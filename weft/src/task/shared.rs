use crate::task::handle::{assert_not_on_worker, wait_for_task};
use crate::task::{CancellationReason, Id, Output, Task, TaskError, TaskState};
use crate::time::Deadline;
use std::fmt;
use std::sync::Arc;

/// Clonable handle to a spawned task, obtained with
/// [`TaskHandle::share`](crate::task::TaskHandle::share).
///
/// Any number of copies may wait for the task and read its result, each gets
/// its own clone of the output. The task is cancelled with
/// [`CancellationReason::Abandoned`] when the last copy is dropped before it
/// finished.
///
/// ```no_run
/// # async fn doc() -> Result<(), weft::task::TaskError> {
/// let config = weft::spawn(async { String::from("loaded") }).share();
///
/// let reader = weft::spawn({
///     let config = config.clone();
///     async move { config.get().await }
/// });
///
/// assert_eq!(config.get().await?, "loaded");
/// assert_eq!(reader.get().await??, "loaded");
/// # Ok(())
/// # }
/// ```
pub struct SharedTaskHandle<T> {
    inner: Arc<Inner<T>>,
}

struct Inner<T> {
    task: Arc<Task>,
    output: Output<T>,
}

impl<T> Drop for Inner<T> {
    fn drop(&mut self) {
        if !self.task.is_finished() {
            self.task.request_cancel(CancellationReason::Abandoned);
        }
    }
}

impl<T> SharedTaskHandle<T> {
    pub(crate) fn new(task: Arc<Task>, output: Output<T>) -> Self {
        Self {
            inner: Arc::new(Inner { task, output }),
        }
    }

    pub(crate) fn task(&self) -> &Arc<Task> {
        &self.inner.task
    }

    pub fn id(&self) -> Id {
        self.inner.task.id()
    }

    pub fn state(&self) -> TaskState {
        self.inner.task.state()
    }

    pub fn is_finished(&self) -> bool {
        self.inner.task.is_finished()
    }

    /// Requests cancellation with [`CancellationReason::UserRequest`] on
    /// behalf of every copy.
    pub fn cancel(&self) {
        self.inner.task.request_cancel(CancellationReason::UserRequest);
    }

    pub async fn wait(&self) -> Result<(), TaskError> {
        wait_for_task(&self.inner.task, Deadline::unreachable()).await
    }

    pub async fn wait_until(&self, deadline: Deadline) -> Result<(), TaskError> {
        wait_for_task(&self.inner.task, deadline).await
    }

    /// # Panics
    ///
    /// Panics when called from a worker thread.
    #[track_caller]
    pub fn blocking_wait(&self) {
        assert_not_on_worker();
        self.inner.task.block_until_finished(Deadline::unreachable());
    }
}

impl<T: Clone> SharedTaskHandle<T> {
    /// Waits for the task and returns a clone of its result.
    pub async fn get(&self) -> Result<T, TaskError> {
        self.get_until(Deadline::unreachable()).await
    }

    /// Unlike [`TaskHandle::get_until`](crate::task::TaskHandle::get_until)
    /// a timeout leaves the task running, other copies may still wait for
    /// it.
    pub async fn get_until(&self, deadline: Deadline) -> Result<T, TaskError> {
        self.wait_until(deadline).await?;
        self.output()
    }

    #[track_caller]
    pub fn blocking_get(&self) -> Result<T, TaskError> {
        self.blocking_wait();
        self.output()
    }

    fn output(&self) -> Result<T, TaskError> {
        let task = &self.inner.task;
        let cancelled = || TaskError::from_cancellation(task.cancel.reason());
        if task.state() == TaskState::Cancelled {
            return Err(cancelled());
        }

        self.inner
            .output
            .lock()
            .clone()
            .unwrap_or_else(|| Err(cancelled()))
    }
}

impl<T> Clone for SharedTaskHandle<T> {
    fn clone(&self) -> Self {
        Self {
            inner: Arc::clone(&self.inner),
        }
    }
}

impl<T> fmt::Debug for SharedTaskHandle<T> {
    fn fmt(&self, f: &mut fmt::Formatter<'_>) -> fmt::Result {
        f.debug_struct("SharedTaskHandle")
            .field("id", &self.id())
            .field("state", &self.state())
            .field("copies", &Arc::strong_count(&self.inner))
            .finish()
    }
}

# Assignment
Reproduce every line of the entries above, unchanged, from the very first one down to and including the line containing "use std::sync::Arc;".

# Result of the exercise
filename weft/src/task/shared.rs
use crate::task::handle::{assert_not_on_worker, wait_for_task};
use crate::task::{CancellationReason, Id, Output, Task, TaskError, TaskState};
use crate::time::Deadline;
use std::fmt;
use std::sync::Arc;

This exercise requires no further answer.